Identified case patients with COVID-19 were immediately isolated in designated wards in existing hospitals, and 2 new hospitals were rapidly built to isolate and care for the increasing numbers of cases in Wuhan and Hubei. People who had been in contact with COVID-19 cases were asked to quarantine themselves at home or were taken to special quarantine facilities, where they could be monitored for onset of symptoms. Enormous numbers of large gatherings were canceled, including all Lunar New Year celebrations, and traffic in Wuhan and in cities across Hubei was restricted and closely monitored. Virtually all transportation was subsequently restricted at a national level. All of these measures were instituted to achieve social distancing. In addition, an estimated 40 million to 60 million residents of Wuhan and 15 other surrounding cities within Hubei Province were subjected to community containment measures. Although these types of traditional outbreak response actions have been successfully used in the past, they have never been executed on such a large scale.
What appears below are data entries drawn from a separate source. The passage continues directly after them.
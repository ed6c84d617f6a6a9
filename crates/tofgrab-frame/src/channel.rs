//! Logical output channels.
//!
//! A channel is one category of data a device can emit — an image, a
//! calibration blob, acquisition metadata. Discriminants are the chunk ids
//! the firmware uses on the wire, grouped by hundreds: distance/amplitude
//! images 1xx, cartesian data 2xx, confidence 3xx, sensor info 4xx,
//! calibration 5xx, acquisition metadata 6xx, diagnostics 9xx.

use serde::{Deserialize, Serialize};

use crate::error::UnknownChannelId;

/// A logical data channel a device can be asked to stream.
///
/// The enum is closed: devices only ever emit channels listed here, and the
/// discriminant order is the canonical channel order used wherever a
/// deterministic iteration is required.
#[derive(Debug, Clone, Copy, PartialEq, Eq, PartialOrd, Ord, Hash, Serialize, Deserialize)]
#[serde(rename_all = "snake_case")]
#[repr(u32)]
pub enum ChannelId {
    /// Radial distance image.
    RadialDistance = 100,
    /// Normalized amplitude image.
    Amplitude = 101,
    /// Raw (un-normalized) amplitude image.
    RawAmplitude = 103,
    /// Ambient-light grayscale image.
    Grayscale = 104,
    /// Distance noise estimate image.
    DistanceNoise = 105,
    /// Cartesian X component image.
    CartesianX = 200,
    /// Cartesian Y component image.
    CartesianY = 201,
    /// Cartesian Z component image.
    CartesianZ = 202,
    /// All cartesian components in one chunk.
    CartesianAll = 203,
    /// Combined XYZ point image.
    Xyz = 204,
    /// Unit vector matrices for cartesian reconstruction.
    UnitVectors = 223,
    /// JPEG-compressed 2D image.
    Jpeg = 260,
    /// Pixel confidence image.
    Confidence = 300,
    /// Time-of-flight acquisition info block.
    TofInfo = 420,
    /// Intrinsic calibration parameters.
    IntrinsicCalibration = 500,
    /// Inverse intrinsic calibration parameters.
    InverseIntrinsicCalibration = 501,
    /// Extrinsic calibration parameters.
    ExtrinsicCalibration = 502,
    /// Device model description as JSON.
    JsonModel = 510,
    /// Per-phase exposure times of the acquisition.
    ExposureTime = 600,
    /// Illumination module temperature.
    IlluminationTemperature = 601,
    /// Vendor algorithm debug blob.
    AlgoDebug = 900,
}

impl ChannelId {
    /// Every channel in canonical (discriminant) order.
    pub const ALL: &'static [ChannelId] = &[
        ChannelId::RadialDistance,
        ChannelId::Amplitude,
        ChannelId::RawAmplitude,
        ChannelId::Grayscale,
        ChannelId::DistanceNoise,
        ChannelId::CartesianX,
        ChannelId::CartesianY,
        ChannelId::CartesianZ,
        ChannelId::CartesianAll,
        ChannelId::Xyz,
        ChannelId::UnitVectors,
        ChannelId::Jpeg,
        ChannelId::Confidence,
        ChannelId::TofInfo,
        ChannelId::IntrinsicCalibration,
        ChannelId::InverseIntrinsicCalibration,
        ChannelId::ExtrinsicCalibration,
        ChannelId::JsonModel,
        ChannelId::ExposureTime,
        ChannelId::IlluminationTemperature,
        ChannelId::AlgoDebug,
    ];

    /// The raw chunk id used on the wire.
    pub fn raw(self) -> u32 {
        self as u32
    }

    /// Stable lowercase name for logs and diagnostics.
    pub fn name(self) -> &'static str {
        match self {
            ChannelId::RadialDistance => "radial_distance",
            ChannelId::Amplitude => "amplitude",
            ChannelId::RawAmplitude => "raw_amplitude",
            ChannelId::Grayscale => "grayscale",
            ChannelId::DistanceNoise => "distance_noise",
            ChannelId::CartesianX => "cartesian_x",
            ChannelId::CartesianY => "cartesian_y",
            ChannelId::CartesianZ => "cartesian_z",
            ChannelId::CartesianAll => "cartesian_all",
            ChannelId::Xyz => "xyz",
            ChannelId::UnitVectors => "unit_vectors",
            ChannelId::Jpeg => "jpeg",
            ChannelId::Confidence => "confidence",
            ChannelId::TofInfo => "tof_info",
            ChannelId::IntrinsicCalibration => "intrinsic_calibration",
            ChannelId::InverseIntrinsicCalibration => "inverse_intrinsic_calibration",
            ChannelId::ExtrinsicCalibration => "extrinsic_calibration",
            ChannelId::JsonModel => "json_model",
            ChannelId::ExposureTime => "exposure_time",
            ChannelId::IlluminationTemperature => "illumination_temperature",
            ChannelId::AlgoDebug => "algo_debug",
        }
    }
}

impl std::fmt::Display for ChannelId {
    fn fmt(&self, f: &mut std::fmt::Formatter<'_>) -> std::fmt::Result {
        f.write_str(self.name())
    }
}

impl TryFrom<u32> for ChannelId {
    type Error = UnknownChannelId;

    /// Resolve a raw chunk id, e.g. at the stream-decoder boundary.
    fn try_from(raw: u32) -> Result<Self, Self::Error> {
        ChannelId::ALL
            .iter()
            .copied()
            .find(|channel| channel.raw() == raw)
            .ok_or(UnknownChannelId(raw))
    }
}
There have been some questions about whether these actions are reasonable and proportional responses to the outbreak. Some have argued that a number of these approaches may infringe on the civil liberties of citizens, and some of these measures have been referred to as “draconian.” However, it is not only individual rights that must be considered. The rights of those who are not infected, but at risk of infection, must be considered as well. Whether these approaches have been effective (eg, in terms of reduced infections and deaths averted), and whether these potential benefits have outweighed the costs (eg, economic losses), will be debated for years.4,5

Next Steps

Importantly, another major goal of China’s current outbreak response activities is to help “buy time” for science to catch up before COVID-19 becomes too widespread. China must now focus on adjusting tactics and strategies as new evidence becomes available.3,6 Much remains to be done and many questions remain unanswered. China is very grateful for the help it is receiving from the international scientific, health, and public health communities. The global society is more interconnected than ever, and emerging pathogens do not respect geopolitical boundaries. Proactive investment in public health infrastructure and capacity is crucial to effectively respond to epidemics like COVID-19, and it is critical to continue to improve international surveillance, cooperation, coordination, and communication about this major outbreak and to be even better prepared to respond to future new public health threats.